> **Task to complete**:
Write out, word for word, the first line of the data below and every line after it through the one containing "Rate limit configuration".

> **Records**:
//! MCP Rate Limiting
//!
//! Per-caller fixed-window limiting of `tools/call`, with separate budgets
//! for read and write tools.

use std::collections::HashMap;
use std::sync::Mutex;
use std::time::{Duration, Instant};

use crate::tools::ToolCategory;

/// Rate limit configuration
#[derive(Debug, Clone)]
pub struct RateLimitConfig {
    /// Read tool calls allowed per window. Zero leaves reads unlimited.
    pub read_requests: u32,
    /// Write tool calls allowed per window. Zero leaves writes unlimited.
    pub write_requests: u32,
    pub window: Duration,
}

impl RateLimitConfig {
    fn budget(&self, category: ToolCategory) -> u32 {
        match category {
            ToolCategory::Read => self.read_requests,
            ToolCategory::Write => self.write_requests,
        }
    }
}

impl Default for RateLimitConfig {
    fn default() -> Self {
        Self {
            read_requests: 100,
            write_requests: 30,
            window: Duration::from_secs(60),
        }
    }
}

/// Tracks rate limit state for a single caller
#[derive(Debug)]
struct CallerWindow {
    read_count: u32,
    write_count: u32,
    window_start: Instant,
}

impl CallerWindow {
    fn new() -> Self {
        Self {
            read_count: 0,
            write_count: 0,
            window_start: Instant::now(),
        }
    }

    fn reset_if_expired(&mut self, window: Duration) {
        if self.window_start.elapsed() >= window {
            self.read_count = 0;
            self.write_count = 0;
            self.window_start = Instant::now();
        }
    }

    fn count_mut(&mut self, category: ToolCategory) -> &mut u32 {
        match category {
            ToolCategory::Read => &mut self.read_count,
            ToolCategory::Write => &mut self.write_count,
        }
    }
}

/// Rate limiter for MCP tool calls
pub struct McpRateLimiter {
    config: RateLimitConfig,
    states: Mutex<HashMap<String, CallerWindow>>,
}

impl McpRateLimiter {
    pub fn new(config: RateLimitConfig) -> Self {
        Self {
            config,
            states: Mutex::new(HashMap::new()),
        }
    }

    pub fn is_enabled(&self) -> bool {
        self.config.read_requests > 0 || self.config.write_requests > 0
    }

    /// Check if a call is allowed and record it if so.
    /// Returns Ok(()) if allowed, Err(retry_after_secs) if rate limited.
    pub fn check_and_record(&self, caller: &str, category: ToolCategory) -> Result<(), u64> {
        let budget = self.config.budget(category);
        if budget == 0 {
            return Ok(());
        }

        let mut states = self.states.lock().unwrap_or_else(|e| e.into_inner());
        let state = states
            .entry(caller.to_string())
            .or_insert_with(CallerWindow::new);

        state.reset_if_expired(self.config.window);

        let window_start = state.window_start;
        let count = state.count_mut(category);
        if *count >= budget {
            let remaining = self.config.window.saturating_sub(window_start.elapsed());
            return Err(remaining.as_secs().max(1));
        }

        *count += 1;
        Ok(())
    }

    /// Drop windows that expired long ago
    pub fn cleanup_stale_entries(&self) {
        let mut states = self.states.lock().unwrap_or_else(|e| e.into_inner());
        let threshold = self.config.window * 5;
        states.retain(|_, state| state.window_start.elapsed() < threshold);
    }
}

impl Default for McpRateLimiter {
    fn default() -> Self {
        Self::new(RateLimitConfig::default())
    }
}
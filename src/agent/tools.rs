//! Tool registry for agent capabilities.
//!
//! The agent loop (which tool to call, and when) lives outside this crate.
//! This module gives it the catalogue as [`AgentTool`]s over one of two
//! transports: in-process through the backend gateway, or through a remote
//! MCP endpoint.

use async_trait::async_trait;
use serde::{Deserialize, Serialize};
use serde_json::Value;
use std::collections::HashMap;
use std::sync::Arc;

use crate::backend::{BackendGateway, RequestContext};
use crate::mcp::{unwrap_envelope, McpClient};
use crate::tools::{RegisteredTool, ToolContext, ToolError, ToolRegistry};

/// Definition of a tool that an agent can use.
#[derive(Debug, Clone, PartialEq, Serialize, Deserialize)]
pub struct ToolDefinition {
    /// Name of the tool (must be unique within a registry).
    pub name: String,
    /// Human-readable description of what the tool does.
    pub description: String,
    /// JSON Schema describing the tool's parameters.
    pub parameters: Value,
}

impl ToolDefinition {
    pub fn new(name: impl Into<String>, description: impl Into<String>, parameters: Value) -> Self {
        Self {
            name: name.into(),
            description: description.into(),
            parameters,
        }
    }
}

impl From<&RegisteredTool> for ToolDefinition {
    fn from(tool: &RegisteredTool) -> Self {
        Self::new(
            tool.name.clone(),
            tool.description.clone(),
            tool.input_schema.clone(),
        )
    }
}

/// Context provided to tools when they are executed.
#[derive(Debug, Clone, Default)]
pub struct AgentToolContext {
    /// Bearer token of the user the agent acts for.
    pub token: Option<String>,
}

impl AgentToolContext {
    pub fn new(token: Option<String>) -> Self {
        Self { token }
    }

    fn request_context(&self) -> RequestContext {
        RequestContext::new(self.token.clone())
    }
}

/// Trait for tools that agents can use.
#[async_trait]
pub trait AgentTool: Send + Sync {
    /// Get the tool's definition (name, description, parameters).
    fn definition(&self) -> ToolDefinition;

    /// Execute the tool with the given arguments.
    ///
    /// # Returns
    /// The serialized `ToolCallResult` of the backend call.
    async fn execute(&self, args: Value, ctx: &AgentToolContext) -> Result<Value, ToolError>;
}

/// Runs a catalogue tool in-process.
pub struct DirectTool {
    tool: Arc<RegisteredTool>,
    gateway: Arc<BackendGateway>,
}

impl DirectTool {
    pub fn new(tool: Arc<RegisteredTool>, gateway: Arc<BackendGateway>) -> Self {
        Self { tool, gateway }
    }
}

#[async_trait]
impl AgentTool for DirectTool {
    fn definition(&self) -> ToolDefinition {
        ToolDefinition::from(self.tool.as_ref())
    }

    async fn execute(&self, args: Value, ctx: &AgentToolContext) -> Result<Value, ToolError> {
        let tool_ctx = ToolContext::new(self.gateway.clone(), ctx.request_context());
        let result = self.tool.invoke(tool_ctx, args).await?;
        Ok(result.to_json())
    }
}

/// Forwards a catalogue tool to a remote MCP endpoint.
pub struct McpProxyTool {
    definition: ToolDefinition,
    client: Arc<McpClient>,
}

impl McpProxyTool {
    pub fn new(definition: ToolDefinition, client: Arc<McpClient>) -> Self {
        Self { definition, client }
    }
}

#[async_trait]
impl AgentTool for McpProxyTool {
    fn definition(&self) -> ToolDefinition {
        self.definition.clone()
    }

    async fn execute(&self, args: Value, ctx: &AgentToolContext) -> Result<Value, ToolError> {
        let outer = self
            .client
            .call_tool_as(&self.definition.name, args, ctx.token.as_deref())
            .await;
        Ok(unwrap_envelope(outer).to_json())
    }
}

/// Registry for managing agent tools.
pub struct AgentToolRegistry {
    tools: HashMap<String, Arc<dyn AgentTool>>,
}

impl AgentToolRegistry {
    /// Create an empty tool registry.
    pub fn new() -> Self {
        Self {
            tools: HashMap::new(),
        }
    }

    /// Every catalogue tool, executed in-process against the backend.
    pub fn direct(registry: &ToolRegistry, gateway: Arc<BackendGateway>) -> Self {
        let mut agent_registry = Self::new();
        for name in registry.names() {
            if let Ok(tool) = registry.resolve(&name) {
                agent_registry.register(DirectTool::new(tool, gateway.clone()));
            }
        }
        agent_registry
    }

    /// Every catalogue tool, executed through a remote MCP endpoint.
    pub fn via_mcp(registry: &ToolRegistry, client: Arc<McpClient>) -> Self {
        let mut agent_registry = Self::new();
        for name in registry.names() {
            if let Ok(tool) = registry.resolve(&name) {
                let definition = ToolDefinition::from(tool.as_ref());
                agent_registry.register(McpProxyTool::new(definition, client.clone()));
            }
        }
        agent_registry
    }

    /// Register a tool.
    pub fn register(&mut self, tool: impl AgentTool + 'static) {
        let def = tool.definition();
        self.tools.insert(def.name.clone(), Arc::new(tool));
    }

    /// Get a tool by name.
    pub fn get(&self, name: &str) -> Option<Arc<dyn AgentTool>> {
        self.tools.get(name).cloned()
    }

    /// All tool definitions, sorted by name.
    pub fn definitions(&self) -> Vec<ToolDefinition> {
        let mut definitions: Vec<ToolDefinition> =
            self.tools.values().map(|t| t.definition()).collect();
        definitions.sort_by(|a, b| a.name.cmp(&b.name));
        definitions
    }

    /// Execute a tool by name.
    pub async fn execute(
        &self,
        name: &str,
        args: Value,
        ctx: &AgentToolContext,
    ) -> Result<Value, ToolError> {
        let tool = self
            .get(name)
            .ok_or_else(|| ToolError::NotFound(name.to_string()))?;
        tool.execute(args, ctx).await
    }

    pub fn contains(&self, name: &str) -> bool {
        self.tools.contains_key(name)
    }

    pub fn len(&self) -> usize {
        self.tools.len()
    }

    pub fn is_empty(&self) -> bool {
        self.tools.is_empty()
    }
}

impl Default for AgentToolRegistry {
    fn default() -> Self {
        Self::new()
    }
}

> **Output of the task**:
//! MCP Rate Limiting
//!
//! Per-caller fixed-window limiting of `tools/call`, with separate budgets
//! for read and write tools.

use std::collections::HashMap;
use std::sync::Mutex;
use std::time::{Duration, Instant};

use crate::tools::ToolCategory;

/// Rate limit configuration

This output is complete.